To check what a particular text file uses to indicate a new line, try hexdump, which lets you inspect the contents of a file at the byte level. I prepared two three-line files -- one on a Linux system and one on a Windows machine -- and dumped their contents. The file gets dumped 16 characters at a time, showing both the actual characters and their octal equivalents. Notice that the Linux file has a \n character at the end of each line, while the Windows version uses \r and \n. An older Macintosh file would have used a single \r character instead.

> cat test.linux
This is the first line of a Linux file.
This is the second line.
Here's the last line.

> hexdump -cb test.linux
0000000 T h i s i s t h e f i r s
0000000 124 150 151 163 040 151 163 040 164 150 145 040 146 151 162 163
0000010 t l i n e o f a L i n u
0000010 164 040 154 151 156 145 040 157 146 040 141 040 114 151 156 165
0000020 x f i l e . \n T h i s i s
0000020 170 040 146 151 154 145 056 012 124 150 151 163 040 151 163 040
0000030 t h e s e c o n d l i n e .
0000030 164 150 145 040 163 145 143 157 156 144 040 154 151 156 145 056
0000040 \n H e r e ' s t h e l a s t
0000040 012 110 145 162 145 047 163 040 164 150 145 040 154 141 163 164
0000050 l i n e . \n
0000050 040 154 151 156 145 056 012
0000057

> cat test.windows
This is the first line on a Windows file.
This is the second line.
Here's the last line.

> hexdump -cb test.windows
0000000 T h i s i s t h e f i r s
0000000 124 150 151 163 040 151 163 040 164 150 145 040 146 151 162 163
0000010 t l i n e o n a W i n d
0000010 164 040 154 151 156 145 040 157 156 040 141 040 127 151 156 144
0000020 o w s f i l e . \r \n T h i s
0000020 157 167 163 040 146 151 154 145 056 015 012 124 150 151 163 040
0000030 i s t h e s e c o n d l i
0000030 151 163 040 164 150 145 040 163 145 143 157 156 144 040 154 151
0000040 n e . \r \n H e r e ' s t h e
0000040 156 145 056 015 012 110 145 162 145 047 163 040 164 150 145 040
0000050 l a s t l i n e . \r \n
0000050 154 141 163 164 040 154 151 156 145 056 015 012
000005c

To convert files from Windows to Linux, you can use the appropriately titled dos2unix command. The simplest way to convert test.windows to the Linux format would be with dos2unix test.windows, but you can also use the command in stream fashion -- for example, dos2unix <test.windows >test.windows.fixed. Check all possible options with dos2unix -h or man dos2unix.

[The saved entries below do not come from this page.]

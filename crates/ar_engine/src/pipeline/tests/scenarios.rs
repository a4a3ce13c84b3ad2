//! End-to-end frame loop scenarios

use super::fixtures::{HarnessBuilder, Step};
use crate::assets::AssetError;
use crate::input::Command;
use crate::pipeline::{FrameOutcome, PipelineError, PipelineState};
use crate::render::{BackendCommand, FailurePoint, RecordingBackend, RenderState};
use crate::scene::{Axis, TransformCommand};

fn draw_calls(commands: &[BackendCommand]) -> usize {
    commands
        .iter()
        .filter(|c| matches!(c, BackendCommand::CallDrawList { .. }))
        .count()
}

fn compiled(commands: &[BackendCommand]) -> Vec<String> {
    commands
        .iter()
        .filter_map(|c| match c {
            BackendCommand::CompileDrawList { identifier, .. } => Some(identifier.clone()),
            _ => None,
        })
        .collect()
}

#[test]
fn test_no_marker_means_no_submission() {
    let mut h = HarnessBuilder::new(vec![Step::Frame(false), Step::Frame(true)]).build();
    h.pipeline.start("fox").unwrap();
    h.backend.borrow_mut().take_commands();

    assert_eq!(h.pipeline.run_frame().unwrap(), FrameOutcome::NoMarker);
    let frame = h.backend.borrow_mut().take_commands();
    assert_eq!(draw_calls(&frame), 0);
    assert!(frame.contains(&BackendCommand::Present));
    assert!(frame
        .iter()
        .any(|c| matches!(c, BackendCommand::DrawBackground { frame_index: 0, .. })));

    assert_eq!(h.pipeline.run_frame().unwrap(), FrameOutcome::Rendered);
    let frame = h.backend.borrow_mut().take_commands();
    assert_eq!(draw_calls(&frame), 1);

    let stats = h.pipeline.stats();
    assert_eq!(stats.frames_processed, 2);
    assert_eq!(stats.frames_with_marker, 1);
    assert_eq!(stats.frames_rendered, 1);
}

#[test]
fn test_model_switch_takes_effect_next_frame() {
    let mut h = HarnessBuilder::new(vec![Step::Frame(true), Step::Frame(true)])
        .config(|c| c.performance.asset_cache_capacity = 1)
        .command_during(0, Command::SwitchModel("rocket".to_string()))
        .build();
    h.pipeline.start("fox").unwrap();

    // The switch arrives while frame 0 is in flight: fox is still drawn
    assert_eq!(h.pipeline.run_frame().unwrap(), FrameOutcome::Rendered);
    assert_eq!(compiled(h.backend.borrow().commands()), vec!["fox"]);
    assert!(h.pipeline.cache().is_resident("fox"));
    assert_eq!(h.loaded_models(), vec!["fox"]);

    // Next frame loads rocket, which replaces fox in a cache of one
    assert_eq!(h.pipeline.run_frame().unwrap(), FrameOutcome::Rendered);
    assert_eq!(compiled(h.backend.borrow().commands()), vec!["fox", "rocket"]);
    assert_eq!(h.loaded_models(), vec!["fox", "rocket"]);
    assert_eq!(h.pipeline.displayed_model(), Some("rocket"));
    assert!(!h.pipeline.cache().is_resident("fox"));
    assert!(h.pipeline.cache().is_pinned("rocket"));
    assert!(!h.pipeline.cache().is_pinned("fox"));

    let backend = h.backend.borrow();
    assert_eq!(backend.live_draw_lists(), 1);
    assert_eq!(backend.live_textures(), 1);
}

#[test]
fn test_scale_saturates_through_commands() {
    let mut h = HarnessBuilder::new(vec![Step::Frame(true)])
        .config(|c| c.controls.max_scale = 2.0)
        .build();
    h.pipeline.start("fox").unwrap();

    for _ in 0..20 {
        h.pipeline
            .handle_command(TransformCommand::ScaleBy(0.1).into());
    }
    assert_eq!(h.pipeline.transform().scale, 2.0);
    assert_eq!(h.pipeline.run_frame().unwrap(), FrameOutcome::Rendered);
}

#[test]
fn test_failed_switch_keeps_previous_model() {
    let mut h = HarnessBuilder::new(vec![Step::Frame(true), Step::Frame(true), Step::Frame(true)])
        .command_during(0, Command::SwitchModel("missing".to_string()))
        .command_during(1, Command::SwitchModel("pikachu".to_string()))
        .build();
    h.pipeline.start("fox").unwrap();

    for _ in 0..3 {
        assert_eq!(h.pipeline.run_frame().unwrap(), FrameOutcome::Rendered);
    }
    assert_eq!(h.pipeline.displayed_model(), Some("fox"));
    assert!(h.pipeline.cache().is_pinned("fox"));
    assert_eq!(h.pipeline.cache().len(), 1);
    assert_eq!(h.loaded_models(), vec!["fox"]);
    assert_eq!(h.pipeline.state(), PipelineState::Running);
}

#[test]
fn test_missing_initial_model_is_a_startup_failure() {
    let mut h = HarnessBuilder::new(vec![Step::Frame(true)]).build();

    let err = h.pipeline.start("missing").unwrap_err();
    match err {
        PipelineError::AssetLoad(e) => {
            assert_eq!(e.identifier, "missing");
            assert!(matches!(e.cause, AssetError::NotFound(_)));
        }
        other => panic!("unexpected error {other:?}"),
    }
    assert_eq!(h.pipeline.state(), PipelineState::ShuttingDown);
    assert!(h.pipeline.run_frame().is_err());
    assert!(h.detector_released.get());
}

#[test]
fn test_calibration_mismatch_aborts_startup() {
    let mut h = HarnessBuilder::new(vec![Step::Frame(true)])
        .resolution(320, 240)
        .build();

    let err = h.pipeline.start("fox").unwrap_err();
    assert!(matches!(err, PipelineError::CalibrationMismatch(_)));
    assert_eq!(h.pipeline.state(), PipelineState::ShuttingDown);
    assert!(h.loaded_models().is_empty());
}

#[test]
fn test_exit_before_frame_stops_and_releases() {
    let mut h = HarnessBuilder::new(vec![Step::Frame(true), Step::Frame(true)]).build();
    h.pipeline.start("fox").unwrap();
    assert_eq!(h.pipeline.run_frame().unwrap(), FrameOutcome::Rendered);

    h.pipeline.command_sender().send(Command::Exit);
    assert_eq!(h.pipeline.run_frame().unwrap(), FrameOutcome::Stopped);
    assert_eq!(h.pipeline.state(), PipelineState::ShuttingDown);

    h.pipeline.stop();
    h.pipeline.stop();
    let backend = h.backend.borrow();
    assert_eq!(backend.live_textures(), 0);
    assert_eq!(backend.live_draw_lists(), 0);
    assert!(h.source_released.get());
    assert!(h.detector_released.get());
    assert!(h.pipeline.cache().is_empty());
}

#[test]
fn test_exit_mid_frame_drops_the_frame() {
    let mut h = HarnessBuilder::new(vec![Step::Frame(true), Step::Frame(true)])
        .command_during(0, Command::Exit)
        .build();
    h.pipeline.start("fox").unwrap();
    h.backend.borrow_mut().take_commands();

    assert_eq!(h.pipeline.run_frame().unwrap(), FrameOutcome::Aborted);
    let backend = h.backend.borrow();
    assert!(backend.commands().contains(&BackendCommand::DiscardFrame));
    assert!(!backend.commands().contains(&BackendCommand::Present));
    assert_eq!(backend.frames_presented(), 0);
    assert_eq!(h.pipeline.stats().frames_discarded, 1);
    assert_eq!(h.pipeline.state(), PipelineState::ShuttingDown);
}

#[test]
fn test_timeout_represents_previous_image() {
    let mut h = HarnessBuilder::new(vec![Step::Frame(true), Step::Timeout, Step::Frame(true)]).build();
    h.pipeline.start("fox").unwrap();

    assert_eq!(h.pipeline.run_frame().unwrap(), FrameOutcome::Rendered);
    assert_eq!(h.pipeline.run_frame().unwrap(), FrameOutcome::Timeout);
    assert_eq!(
        h.backend.borrow().commands().last(),
        Some(&BackendCommand::PresentPrevious)
    );
    assert_eq!(h.pipeline.run_frame().unwrap(), FrameOutcome::Rendered);
    assert_eq!(h.pipeline.stats().timeouts, 1);
    assert_eq!(h.backend.borrow().frames_presented(), 3);
}

#[test]
fn test_closed_source_shuts_down() {
    let mut h = HarnessBuilder::new(vec![Step::Frame(false), Step::Frame(true)])
        .config(|c| c.performance.max_fps = 1000)
        .build();
    h.pipeline.start("fox").unwrap();

    let stats = h.pipeline.run(None).unwrap();
    assert_eq!(stats.frames_processed, 2);
    assert_eq!(stats.frames_rendered, 1);
    assert_eq!(h.pipeline.state(), PipelineState::ShuttingDown);
}

#[test]
fn test_run_respects_frame_limit() {
    let mut h = HarnessBuilder::new(vec![Step::Frame(true); 5])
        .config(|c| c.performance.max_fps = 1000)
        .build();
    h.pipeline.start("fox").unwrap();

    let stats = h.pipeline.run(Some(3)).unwrap();
    assert_eq!(stats.frames_processed, 3);
    assert_eq!(h.pipeline.state(), PipelineState::Running);
}

#[test]
fn test_detection_fault_skips_one_frame() {
    let mut h =
        HarnessBuilder::new(vec![Step::Frame(true), Step::DetectionFault, Step::Frame(true)]).build();
    h.pipeline.start("fox").unwrap();

    assert_eq!(h.pipeline.run_frame().unwrap(), FrameOutcome::Rendered);
    assert_eq!(h.pipeline.run_frame().unwrap(), FrameOutcome::DetectionFault);
    assert_eq!(h.pipeline.run_frame().unwrap(), FrameOutcome::Rendered);
    assert_eq!(h.pipeline.stats().detection_faults, 1);
    assert_eq!(h.backend.borrow().frames_presented(), 2);
}

#[test]
fn test_frame_source_failure_is_fatal() {
    let mut h = HarnessBuilder::new(vec![Step::Fail]).build();
    h.pipeline.start("fox").unwrap();

    assert!(matches!(
        h.pipeline.run_frame(),
        Err(PipelineError::FrameSource(_))
    ));
    assert_eq!(h.pipeline.state(), PipelineState::ShuttingDown);
}

#[test]
fn test_graphics_failure_is_fatal() {
    let mut backend = RecordingBackend::new();
    backend.fail_at(FailurePoint::Present, 0);
    let mut h = HarnessBuilder::new(vec![Step::Frame(true)])
        .backend(backend)
        .build();
    h.pipeline.start("fox").unwrap();

    assert!(matches!(
        h.pipeline.run_frame(),
        Err(PipelineError::GraphicsBackend(_))
    ));
    assert_eq!(h.pipeline.state(), PipelineState::ShuttingDown);
    assert_eq!(h.backend.borrow().live_textures(), 0);
}

#[test]
fn test_lighting_toggle_is_scoped_to_the_model() {
    let mut h = HarnessBuilder::new(vec![Step::Frame(true)]).build();
    h.pipeline.start("fox").unwrap();
    assert!(h.backend.borrow().lighting_config().is_some());

    h.pipeline
        .handle_command(TransformCommand::ToggleLighting.into());
    h.pipeline
        .handle_command(TransformCommand::TranslateBy(Axis::Z, 0.05).into());
    assert_eq!(h.pipeline.run_frame().unwrap(), FrameOutcome::Rendered);

    let backend = h.backend.borrow();
    let model_state = backend.commands().iter().find_map(|c| match c {
        BackendCommand::CallDrawList { state, .. } => Some(*state),
        _ => None,
    });
    assert_eq!(model_state.map(|s| s.contains(RenderState::LIGHTING)), Some(false));
    assert!(backend.state().contains(RenderState::LIGHTING));
}

#[test]
fn test_shrinking_cache_keeps_displayed_model() {
    let mut h = HarnessBuilder::new(vec![Step::Frame(true), Step::Frame(true)])
        .command_during(0, Command::SwitchModel("rocket".to_string()))
        .build();
    h.pipeline.start("fox").unwrap();
    h.pipeline.run_frame().unwrap();
    h.pipeline.run_frame().unwrap();
    assert_eq!(h.pipeline.cache().len(), 2);

    h.pipeline.set_cache_capacity(1);
    assert!(h.pipeline.cache().is_resident("rocket"));
    assert!(!h.pipeline.cache().is_resident("fox"));
    assert_eq!(h.pipeline.submitter().cached_draw_lists(), 1);
}

#[test]
fn test_headless_backend_log_stays_empty_over_a_long_run() {
    let mut h = HarnessBuilder::new(vec![Step::Frame(true); 200])
        .config(|c| c.performance.max_fps = 1000)
        .backend(RecordingBackend::headless())
        .build();
    h.pipeline.start("fox").unwrap();

    let stats = h.pipeline.run(None).unwrap();
    assert_eq!(stats.frames_rendered, 200);
    let backend = h.backend.borrow();
    assert!(backend.commands().is_empty());
    assert_eq!(backend.frames_presented(), 200);
}
//! Pinhole camera intrinsics and lens distortion

use serde::{Deserialize, Serialize};
use thiserror::Error;

use crate::config::{Config, ConfigError};
use crate::core::config::{ApplicationConfig, ProjectionConfig};
use crate::foundation::math::{utils, Mat3d, Mat4, Mat4Ext, Point2d, Vec2d, Vec3d};

/// Frame resolution does not match what the intrinsics were built for
#[derive(Error, Debug, Clone, Copy, PartialEq, Eq)]
#[error("Calibration mismatch: intrinsics are for {expected:?}, frame is {actual:?}")]
pub struct CalibrationMismatch {
    /// Resolution the intrinsics describe
    pub expected: (u32, u32),
    /// Resolution of the offending frame
    pub actual: (u32, u32),
}

/// Brown-Conrady distortion coefficients in OpenCV order
#[derive(Debug, Clone, Copy, Default, PartialEq)]
#[allow(missing_docs)]
pub struct Distortion {
    pub k1: f64,
    pub k2: f64,
    pub p1: f64,
    pub p2: f64,
    pub k3: f64,
}

impl Distortion {
    /// Build from an OpenCV coefficient list `[k1, k2, p1, p2, k3, ...]`
    ///
    /// Missing trailing entries are zero. Rational and thin-prism terms
    /// beyond `k3` are ignored.
    pub fn from_coefficients(coeffs: &[f64]) -> Self {
        let at = |i: usize| coeffs.get(i).copied().unwrap_or(0.0);
        if coeffs.len() > 5 {
            log::warn!(
                "Ignoring {} distortion coefficients beyond k3",
                coeffs.len() - 5
            );
        }
        Self {
            k1: at(0),
            k2: at(1),
            p1: at(2),
            p2: at(3),
            k3: at(4),
        }
    }

    /// Whether every coefficient is zero
    pub fn is_zero(&self) -> bool {
        *self == Self::default()
    }

    /// Apply the forward model to a normalized point
    pub fn distort(&self, p: Vec2d) -> Vec2d {
        let (x, y) = (p.x, p.y);
        let r2 = x * x + y * y;
        let radial = 1.0 + r2 * (self.k1 + r2 * (self.k2 + r2 * self.k3));
        Vec2d::new(
            x * radial + 2.0 * self.p1 * x * y + self.p2 * (r2 + 2.0 * x * x),
            y * radial + self.p1 * (r2 + 2.0 * y * y) + 2.0 * self.p2 * x * y,
        )
    }

    /// Invert the forward model by fixed-point iteration
    pub fn undistort(&self, distorted: Vec2d) -> Vec2d {
        const ITERATIONS: usize = 20;

        if self.is_zero() {
            return distorted;
        }

        let mut p = distorted;
        for _ in 0..ITERATIONS {
            let (x, y) = (p.x, p.y);
            let r2 = x * x + y * y;
            let inv_radial = 1.0 / (1.0 + r2 * (self.k1 + r2 * (self.k2 + r2 * self.k3)));
            let dx = 2.0 * self.p1 * x * y + self.p2 * (r2 + 2.0 * x * x);
            let dy = self.p1 * (r2 + 2.0 * y * y) + 2.0 * self.p2 * x * y;
            let next = Vec2d::new((distorted.x - dx) * inv_radial, (distorted.y - dy) * inv_radial);
            if !(next.x.is_finite() && next.y.is_finite()) {
                break;
            }
            p = next;
        }
        p
    }
}

/// Calibration file contents
///
/// ```toml
/// matrix = [[900.0, 0.0, 640.0], [0.0, 900.0, 360.0], [0.0, 0.0, 1.0]]
/// dist_coeffs = [0.1, -0.05, 0.0, 0.0, 0.0]
/// ```
#[derive(Debug, Clone, PartialEq, Serialize, Deserialize)]
pub struct CalibrationFile {
    /// Row-major 3x3 camera matrix
    pub matrix: [[f64; 3]; 3],
    /// OpenCV distortion coefficients
    pub dist_coeffs: Vec<f64>,
}

impl Default for CalibrationFile {
    fn default() -> Self {
        Self {
            matrix: [[1.0, 0.0, 0.0], [0.0, 1.0, 0.0], [0.0, 0.0, 1.0]],
            dist_coeffs: Vec::new(),
        }
    }
}

impl Config for CalibrationFile {}

/// Intrinsic camera parameters for one frame resolution
#[derive(Debug, Clone, PartialEq)]
pub struct CameraIntrinsics {
    fx: f64,
    fy: f64,
    cx: f64,
    cy: f64,
    distortion: Distortion,
    width: u32,
    height: u32,
    near: f64,
    far: f64,
}

impl CameraIntrinsics {
    /// Distortion-free intrinsics from a vertical field of view
    ///
    /// Principal point at the image centre, square pixels.
    pub fn from_fov(width: u32, height: u32, fov_degrees: f64, near: f64, far: f64) -> Self {
        let fy = f64::from(height) * 0.5 / (utils::deg_to_rad(fov_degrees) * 0.5).tan();
        Self {
            fx: fy,
            fy,
            cx: f64::from(width) * 0.5,
            cy: f64::from(height) * 0.5,
            distortion: Distortion::default(),
            width,
            height,
            near,
            far,
        }
    }

    /// Intrinsics from an explicit calibration
    pub fn from_calibration(
        calibration: &CalibrationFile,
        width: u32,
        height: u32,
        near: f64,
        far: f64,
    ) -> Result<Self, ConfigError> {
        let m = calibration.matrix;
        let (fx, fy, cx, cy) = (m[0][0], m[1][1], m[0][2], m[1][2]);
        if !(fx.is_finite() && fy.is_finite() && fx > 0.0 && fy > 0.0) {
            return Err(ConfigError::Invalid(format!(
                "Camera matrix focal lengths must be positive, got fx={fx} fy={fy}"
            )));
        }
        if !(cx.is_finite() && cy.is_finite()) {
            return Err(ConfigError::Invalid("Camera matrix principal point is not finite".into()));
        }
        if calibration.dist_coeffs.iter().any(|c| !c.is_finite()) {
            return Err(ConfigError::Invalid("Distortion coefficients must be finite".into()));
        }

        Ok(Self {
            fx,
            fy,
            cx,
            cy,
            distortion: Distortion::from_coefficients(&calibration.dist_coeffs),
            width,
            height,
            near,
            far,
        })
    }

    /// Resolve intrinsics for the configured display size
    ///
    /// Loads the calibration file when one is configured, otherwise derives
    /// them from the projection field of view.
    pub fn from_config(config: &ApplicationConfig) -> Result<Self, ConfigError> {
        let (width, height) = (config.display.window_width, config.display.window_height);
        let ProjectionConfig {
            fov_degrees,
            near,
            far,
        } = config.projection;

        match &config.camera.calibration_path {
            Some(path) => {
                let calibration = CalibrationFile::load_from_file(path)?;
                log::info!("Loaded camera calibration from {:?}", path);
                Self::from_calibration(&calibration, width, height, near, far)
            }
            None => {
                log::info!("No calibration file; using {fov_degrees} degree field of view");
                Ok(Self::from_fov(width, height, fov_degrees, near, far))
            }
        }
    }

    /// Frame resolution these intrinsics describe
    pub fn resolution(&self) -> (u32, u32) {
        (self.width, self.height)
    }

    /// Check a frame resolution against the calibration
    pub fn check_frame(&self, width: u32, height: u32) -> Result<(), CalibrationMismatch> {
        if (width, height) == (self.width, self.height) {
            Ok(())
        } else {
            Err(CalibrationMismatch {
                expected: self.resolution(),
                actual: (width, height),
            })
        }
    }

    /// The 3x3 camera matrix
    pub fn camera_matrix(&self) -> Mat3d {
        Mat3d::new(self.fx, 0.0, self.cx, 0.0, self.fy, self.cy, 0.0, 0.0, 1.0)
    }

    /// Lens distortion
    pub fn distortion(&self) -> &Distortion {
        &self.distortion
    }

    /// Near and far clip distances
    pub fn clip_planes(&self) -> (f64, f64) {
        (self.near, self.far)
    }

    /// Render projection matching these intrinsics
    pub fn projection_matrix(&self) -> Mat4 {
        Mat4::projection_from_intrinsics(
            self.fx,
            self.fy,
            self.cx,
            self.cy,
            f64::from(self.width),
            f64::from(self.height),
            self.near,
            self.far,
        )
    }

    /// Pixel to undistorted normalized image coordinates
    pub fn normalize(&self, pixel: Point2d) -> Vec2d {
        let distorted = Vec2d::new((pixel.x - self.cx) / self.fx, (pixel.y - self.cy) / self.fy);
        self.distortion.undistort(distorted)
    }

    /// Project a camera-space point to pixels, applying distortion
    ///
    /// Returns `None` for points on or behind the image plane.
    pub fn project(&self, point: &Vec3d) -> Option<Point2d> {
        if point.z <= f64::EPSILON {
            return None;
        }
        let d = self.distortion.distort(Vec2d::new(point.x / point.z, point.y / point.z));
        Some(Point2d::new(self.fx * d.x + self.cx, self.fy * d.y + self.cy))
    }
}

#[cfg(test)]
mod tests {
    use super::*;
    use approx::assert_relative_eq;

    fn calibrated() -> CameraIntrinsics {
        let calibration = CalibrationFile {
            matrix: [[900.0, 0.0, 630.0], [0.0, 880.0, 370.0], [0.0, 0.0, 1.0]],
            dist_coeffs: vec![-0.12, 0.05, 0.001, -0.0005, 0.0],
        };
        CameraIntrinsics::from_calibration(&calibration, 1280, 720, 0.01, 100.0).unwrap()
    }

    #[test]
    fn test_fov_intrinsics_centre_principal_point() {
        let k = CameraIntrinsics::from_fov(1280, 720, 37.0, 0.01, 1000.0);
        let m = k.camera_matrix();
        assert_relative_eq!(m[(0, 2)], 640.0);
        assert_relative_eq!(m[(1, 2)], 360.0);
        assert_relative_eq!(m[(0, 0)], m[(1, 1)]);
        // Top edge of the image sits at half the field of view
        let half = utils::deg_to_rad(18.5).tan();
        let top = k.project(&Vec3d::new(0.0, -half, 1.0)).unwrap();
        assert_relative_eq!(top.y, 0.0, epsilon = 1e-9);
    }

    #[test]
    fn test_undistort_inverts_distort() {
        let k = calibrated();
        let camera_point = Vec3d::new(0.21, -0.13, 1.0);
        let pixel = k.project(&camera_point).unwrap();
        let normalized = k.normalize(pixel);
        assert_relative_eq!(normalized.x, 0.21, epsilon = 1e-9);
        assert_relative_eq!(normalized.y, -0.13, epsilon = 1e-9);
    }

    #[test]
    fn test_check_frame() {
        let k = calibrated();
        assert!(k.check_frame(1280, 720).is_ok());
        assert_eq!(
            k.check_frame(640, 480),
            Err(CalibrationMismatch {
                expected: (1280, 720),
                actual: (640, 480),
            })
        );
    }

    #[test]
    fn test_rejects_non_positive_focal_length() {
        let calibration = CalibrationFile {
            matrix: [[0.0, 0.0, 640.0], [0.0, 900.0, 360.0], [0.0, 0.0, 1.0]],
            dist_coeffs: vec![],
        };
        assert!(CameraIntrinsics::from_calibration(&calibration, 1280, 720, 0.01, 100.0).is_err());
    }

    #[test]
    fn test_calibration_file_requires_both_fields() {
        let dir = tempfile::tempdir().unwrap();
        let path = dir.path().join("calib.toml");
        std::fs::write(&path, "matrix = [[1.0, 0.0, 0.0], [0.0, 1.0, 0.0], [0.0, 0.0, 1.0]]\n")
            .unwrap();
        assert!(matches!(
            CalibrationFile::load_from_file(&path),
            Err(ConfigError::Parse(_))
        ));
    }

    #[test]
    fn test_from_config_prefers_calibration_file() {
        let dir = tempfile::tempdir().unwrap();
        let path = dir.path().join("calib.ron");
        let calibration = CalibrationFile {
            matrix: [[1000.0, 0.0, 640.0], [0.0, 1000.0, 360.0], [0.0, 0.0, 1.0]],
            dist_coeffs: vec![0.0; 5],
        };
        calibration.save_to_file(&path).unwrap();

        let mut config = ApplicationConfig::default();
        config.camera.calibration_path = Some(path);
        let k = CameraIntrinsics::from_config(&config).unwrap();
        assert_relative_eq!(k.camera_matrix()[(0, 0)], 1000.0);
        assert_eq!(k.resolution(), (1280, 720));
    }
}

An old-fashioned Macintosh text file requires changing CR characters to LF ones, so you could use the tr (translate) command with tr "\015" "\012" <anOldMacintoshFile >theNewLinuxFile, which simply changes each CR (octal 015) into LF (octal 012). With tr, you could also use the -d (delete) option to remove CR characters from a Windows file, thus giving you a valid Linux file. The last conversion shown in the previous paragraph could also be done with tr -d "\015" <test.windows >test.windows.fixed, and the results would be identical.

The encoding problem

English and other languages include some special typographical characters in addition to the normal 26 letters. Have you ever watched the movie Æon Flux or sent in a curriculum vitæ? If you have to import German text, you'll find lots of vowels with an umlaut on them, and some ß characters as well. Spanish adds ň and acute accents to the mix, and French has grave and circumflex accents ("pie à la mode," anybody?). (If you need to type these characters on a standard English keyboard, check out our article on how to customize your keyboard.)

You don't need Unicode for Standard English: you can do perfectly well with ASCII characters, which includes plain unaccented letters from A to Z, digits from 0 to 9, and some punctuation characters. If you deal with only the Latin alphabets used in Western European languages, you might also get files encoded in ISO 8859-1 (also informally known as Latin-1), which lets you use just a single byte per character at the cost of not being able to represent more foreign languages. However, some languages deal with a wider character set and require Unicode, which supports more than 100,000 characters in dozens of languages. Unicode (also known as the ISO 10646 standard) extends ASCII, but where ASCII requires one byte for each character, Unicode requires more. To achieve compatibility between Unicode and ASCII, the UTF-8 character encoding is generally used. UTF-8 uses just a single byte for ASCII characters (so any ASCII file is by default a valid UTF-8 file) and only goes up to more bytes per character for foreign letters and other symbols.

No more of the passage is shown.